## Work to complete
In the entries below, find the lines that contain the word "usize" and copy them.

## Data for review

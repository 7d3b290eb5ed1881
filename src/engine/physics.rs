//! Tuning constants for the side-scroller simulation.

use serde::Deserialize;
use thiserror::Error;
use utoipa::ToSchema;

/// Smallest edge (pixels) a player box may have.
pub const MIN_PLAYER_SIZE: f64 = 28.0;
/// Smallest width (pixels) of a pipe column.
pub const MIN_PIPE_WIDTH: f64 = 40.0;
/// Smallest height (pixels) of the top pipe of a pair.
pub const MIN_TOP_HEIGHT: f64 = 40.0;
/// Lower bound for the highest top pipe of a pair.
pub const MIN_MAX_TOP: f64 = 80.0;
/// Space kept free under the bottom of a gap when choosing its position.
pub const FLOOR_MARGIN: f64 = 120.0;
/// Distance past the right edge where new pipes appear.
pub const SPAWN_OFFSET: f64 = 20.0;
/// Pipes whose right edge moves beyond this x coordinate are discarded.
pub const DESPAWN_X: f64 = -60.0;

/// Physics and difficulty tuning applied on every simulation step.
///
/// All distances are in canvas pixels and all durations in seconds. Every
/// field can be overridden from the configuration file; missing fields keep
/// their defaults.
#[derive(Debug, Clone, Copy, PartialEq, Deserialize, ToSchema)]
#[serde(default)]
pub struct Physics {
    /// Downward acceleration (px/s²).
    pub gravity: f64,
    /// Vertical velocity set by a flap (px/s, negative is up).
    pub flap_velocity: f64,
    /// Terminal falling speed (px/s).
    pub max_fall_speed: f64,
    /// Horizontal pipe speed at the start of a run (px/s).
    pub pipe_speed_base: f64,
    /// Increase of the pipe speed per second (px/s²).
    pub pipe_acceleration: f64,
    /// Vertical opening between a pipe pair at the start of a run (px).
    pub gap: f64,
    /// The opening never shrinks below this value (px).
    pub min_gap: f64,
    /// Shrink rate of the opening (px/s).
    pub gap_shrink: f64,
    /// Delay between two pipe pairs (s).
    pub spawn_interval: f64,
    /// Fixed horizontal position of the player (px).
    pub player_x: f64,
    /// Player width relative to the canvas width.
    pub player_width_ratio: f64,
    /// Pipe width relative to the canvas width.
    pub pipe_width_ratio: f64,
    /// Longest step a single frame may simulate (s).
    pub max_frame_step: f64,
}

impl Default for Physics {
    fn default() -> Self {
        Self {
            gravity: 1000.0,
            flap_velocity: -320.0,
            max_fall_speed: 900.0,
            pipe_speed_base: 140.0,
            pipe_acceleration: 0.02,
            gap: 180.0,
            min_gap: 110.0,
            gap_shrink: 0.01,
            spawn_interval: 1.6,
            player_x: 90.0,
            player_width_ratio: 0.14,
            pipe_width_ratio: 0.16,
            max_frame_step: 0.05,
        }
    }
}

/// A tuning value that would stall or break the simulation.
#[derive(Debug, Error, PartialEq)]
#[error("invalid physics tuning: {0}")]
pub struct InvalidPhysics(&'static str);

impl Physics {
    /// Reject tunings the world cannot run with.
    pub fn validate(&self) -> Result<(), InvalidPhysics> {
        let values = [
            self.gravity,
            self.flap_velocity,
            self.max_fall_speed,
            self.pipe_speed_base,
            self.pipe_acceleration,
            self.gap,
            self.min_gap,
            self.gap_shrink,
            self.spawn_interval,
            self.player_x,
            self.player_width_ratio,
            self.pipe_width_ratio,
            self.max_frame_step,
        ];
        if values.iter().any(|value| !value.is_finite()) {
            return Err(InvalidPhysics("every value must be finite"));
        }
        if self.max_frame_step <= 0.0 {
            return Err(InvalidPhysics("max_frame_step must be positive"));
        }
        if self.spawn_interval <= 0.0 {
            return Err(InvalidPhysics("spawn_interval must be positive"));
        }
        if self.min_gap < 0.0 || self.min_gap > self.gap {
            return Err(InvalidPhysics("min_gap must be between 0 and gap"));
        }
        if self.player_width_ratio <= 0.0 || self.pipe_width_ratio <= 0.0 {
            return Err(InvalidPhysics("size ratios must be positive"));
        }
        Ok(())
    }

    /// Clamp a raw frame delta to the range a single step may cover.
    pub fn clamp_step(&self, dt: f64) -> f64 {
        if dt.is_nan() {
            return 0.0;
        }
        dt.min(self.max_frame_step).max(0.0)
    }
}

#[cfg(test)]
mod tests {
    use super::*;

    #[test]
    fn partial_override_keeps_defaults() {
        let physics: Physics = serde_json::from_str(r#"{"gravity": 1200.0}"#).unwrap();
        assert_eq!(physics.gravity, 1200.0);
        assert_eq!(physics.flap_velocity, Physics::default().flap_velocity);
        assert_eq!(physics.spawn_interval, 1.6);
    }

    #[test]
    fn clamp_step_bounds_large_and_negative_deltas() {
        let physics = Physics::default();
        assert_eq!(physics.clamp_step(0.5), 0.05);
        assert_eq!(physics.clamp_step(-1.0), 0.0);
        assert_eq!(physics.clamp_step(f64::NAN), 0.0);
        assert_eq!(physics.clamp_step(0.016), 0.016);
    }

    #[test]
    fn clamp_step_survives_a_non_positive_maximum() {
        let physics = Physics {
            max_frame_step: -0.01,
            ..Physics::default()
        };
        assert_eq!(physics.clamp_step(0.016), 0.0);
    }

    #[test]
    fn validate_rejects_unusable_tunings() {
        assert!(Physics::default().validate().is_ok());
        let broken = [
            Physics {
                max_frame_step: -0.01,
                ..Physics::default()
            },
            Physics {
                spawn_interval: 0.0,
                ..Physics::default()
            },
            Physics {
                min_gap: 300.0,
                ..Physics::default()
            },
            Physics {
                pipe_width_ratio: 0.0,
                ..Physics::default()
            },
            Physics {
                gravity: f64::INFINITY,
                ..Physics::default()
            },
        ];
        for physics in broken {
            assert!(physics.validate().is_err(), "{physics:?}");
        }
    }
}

--

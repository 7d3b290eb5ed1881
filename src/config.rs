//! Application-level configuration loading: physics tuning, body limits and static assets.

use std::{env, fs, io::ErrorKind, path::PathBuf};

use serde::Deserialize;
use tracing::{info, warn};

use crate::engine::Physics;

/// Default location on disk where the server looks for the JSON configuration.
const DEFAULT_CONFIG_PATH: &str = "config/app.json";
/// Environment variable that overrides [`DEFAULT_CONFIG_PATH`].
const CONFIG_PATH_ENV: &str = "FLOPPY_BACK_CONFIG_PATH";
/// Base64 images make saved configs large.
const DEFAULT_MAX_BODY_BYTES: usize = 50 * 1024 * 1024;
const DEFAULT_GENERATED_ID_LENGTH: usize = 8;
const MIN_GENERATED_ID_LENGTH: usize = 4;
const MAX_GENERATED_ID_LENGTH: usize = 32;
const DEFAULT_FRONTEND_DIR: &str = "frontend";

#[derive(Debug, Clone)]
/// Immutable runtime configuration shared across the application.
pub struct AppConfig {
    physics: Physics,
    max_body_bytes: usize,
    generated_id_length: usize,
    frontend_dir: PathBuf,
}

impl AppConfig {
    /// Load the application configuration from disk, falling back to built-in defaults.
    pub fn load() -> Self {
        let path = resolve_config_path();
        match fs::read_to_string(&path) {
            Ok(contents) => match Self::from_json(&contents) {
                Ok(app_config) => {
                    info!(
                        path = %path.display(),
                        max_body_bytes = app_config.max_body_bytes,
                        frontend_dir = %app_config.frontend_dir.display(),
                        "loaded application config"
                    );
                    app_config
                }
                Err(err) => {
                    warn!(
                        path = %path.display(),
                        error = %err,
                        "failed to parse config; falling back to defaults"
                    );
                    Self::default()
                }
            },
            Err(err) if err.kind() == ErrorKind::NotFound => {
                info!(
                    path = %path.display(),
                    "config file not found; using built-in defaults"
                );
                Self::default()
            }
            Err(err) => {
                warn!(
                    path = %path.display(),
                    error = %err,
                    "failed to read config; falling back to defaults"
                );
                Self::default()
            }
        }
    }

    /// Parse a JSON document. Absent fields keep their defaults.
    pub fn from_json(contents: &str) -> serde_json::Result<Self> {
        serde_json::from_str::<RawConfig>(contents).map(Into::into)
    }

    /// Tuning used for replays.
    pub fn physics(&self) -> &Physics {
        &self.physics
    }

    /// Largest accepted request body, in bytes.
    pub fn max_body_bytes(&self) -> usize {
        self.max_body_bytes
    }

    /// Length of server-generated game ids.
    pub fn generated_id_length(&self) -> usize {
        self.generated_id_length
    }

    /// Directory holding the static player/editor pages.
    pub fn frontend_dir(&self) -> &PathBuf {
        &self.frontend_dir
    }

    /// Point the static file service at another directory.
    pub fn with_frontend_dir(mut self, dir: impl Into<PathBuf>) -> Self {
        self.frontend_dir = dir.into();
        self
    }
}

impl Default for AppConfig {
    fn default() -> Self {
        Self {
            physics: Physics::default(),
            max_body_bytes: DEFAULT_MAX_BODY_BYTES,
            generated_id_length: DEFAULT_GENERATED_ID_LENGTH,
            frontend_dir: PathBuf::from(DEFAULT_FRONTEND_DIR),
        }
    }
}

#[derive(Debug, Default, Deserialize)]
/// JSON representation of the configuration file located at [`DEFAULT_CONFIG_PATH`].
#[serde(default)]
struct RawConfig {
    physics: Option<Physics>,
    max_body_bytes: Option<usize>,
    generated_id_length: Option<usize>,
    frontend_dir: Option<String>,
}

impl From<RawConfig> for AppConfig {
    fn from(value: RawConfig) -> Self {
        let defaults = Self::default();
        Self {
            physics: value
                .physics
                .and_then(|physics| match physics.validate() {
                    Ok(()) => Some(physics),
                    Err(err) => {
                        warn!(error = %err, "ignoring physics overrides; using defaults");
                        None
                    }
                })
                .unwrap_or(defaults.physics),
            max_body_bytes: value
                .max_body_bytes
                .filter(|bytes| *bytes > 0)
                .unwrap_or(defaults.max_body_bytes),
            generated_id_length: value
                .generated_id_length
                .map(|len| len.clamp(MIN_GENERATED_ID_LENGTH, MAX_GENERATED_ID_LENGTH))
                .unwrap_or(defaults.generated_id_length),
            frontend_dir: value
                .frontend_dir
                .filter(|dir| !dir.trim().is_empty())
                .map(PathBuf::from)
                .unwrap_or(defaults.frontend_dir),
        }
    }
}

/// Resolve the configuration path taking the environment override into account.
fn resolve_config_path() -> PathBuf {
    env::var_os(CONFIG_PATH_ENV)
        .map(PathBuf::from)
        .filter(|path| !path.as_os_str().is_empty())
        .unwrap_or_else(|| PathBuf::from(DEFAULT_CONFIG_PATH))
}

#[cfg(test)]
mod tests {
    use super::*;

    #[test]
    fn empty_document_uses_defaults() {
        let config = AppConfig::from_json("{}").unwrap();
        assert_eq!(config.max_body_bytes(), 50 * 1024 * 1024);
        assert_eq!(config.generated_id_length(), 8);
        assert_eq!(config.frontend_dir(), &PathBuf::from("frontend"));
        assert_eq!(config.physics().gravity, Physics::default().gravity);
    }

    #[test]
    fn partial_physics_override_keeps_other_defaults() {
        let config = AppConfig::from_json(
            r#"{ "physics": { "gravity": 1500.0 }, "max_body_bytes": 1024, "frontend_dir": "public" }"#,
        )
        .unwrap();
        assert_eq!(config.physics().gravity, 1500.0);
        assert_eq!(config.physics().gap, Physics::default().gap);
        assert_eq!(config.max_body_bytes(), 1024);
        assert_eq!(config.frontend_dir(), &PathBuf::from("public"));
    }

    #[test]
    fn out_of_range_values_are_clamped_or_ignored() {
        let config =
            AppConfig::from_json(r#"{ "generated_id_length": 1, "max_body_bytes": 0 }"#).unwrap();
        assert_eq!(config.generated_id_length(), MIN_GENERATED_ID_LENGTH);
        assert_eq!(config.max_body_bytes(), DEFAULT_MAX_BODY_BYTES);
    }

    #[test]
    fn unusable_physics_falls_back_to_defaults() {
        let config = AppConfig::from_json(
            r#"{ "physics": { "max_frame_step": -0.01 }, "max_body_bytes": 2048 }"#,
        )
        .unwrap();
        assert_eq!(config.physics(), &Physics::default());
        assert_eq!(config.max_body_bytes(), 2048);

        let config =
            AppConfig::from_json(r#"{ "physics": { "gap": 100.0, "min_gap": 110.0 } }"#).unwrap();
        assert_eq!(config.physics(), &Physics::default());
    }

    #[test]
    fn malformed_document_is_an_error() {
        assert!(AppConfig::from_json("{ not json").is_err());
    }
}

## Answer below
const DEFAULT_MAX_BODY_BYTES: usize = 50 * 1024 * 1024;
const DEFAULT_GENERATED_ID_LENGTH: usize = 8;
const MIN_GENERATED_ID_LENGTH: usize = 4;
const MAX_GENERATED_ID_LENGTH: usize = 32;
    max_body_bytes: usize,
    generated_id_length: usize,
    pub fn max_body_bytes(&self) -> usize {
    pub fn generated_id_length(&self) -> usize {
    max_body_bytes: Option<usize>,
    generated_id_length: Option<usize>,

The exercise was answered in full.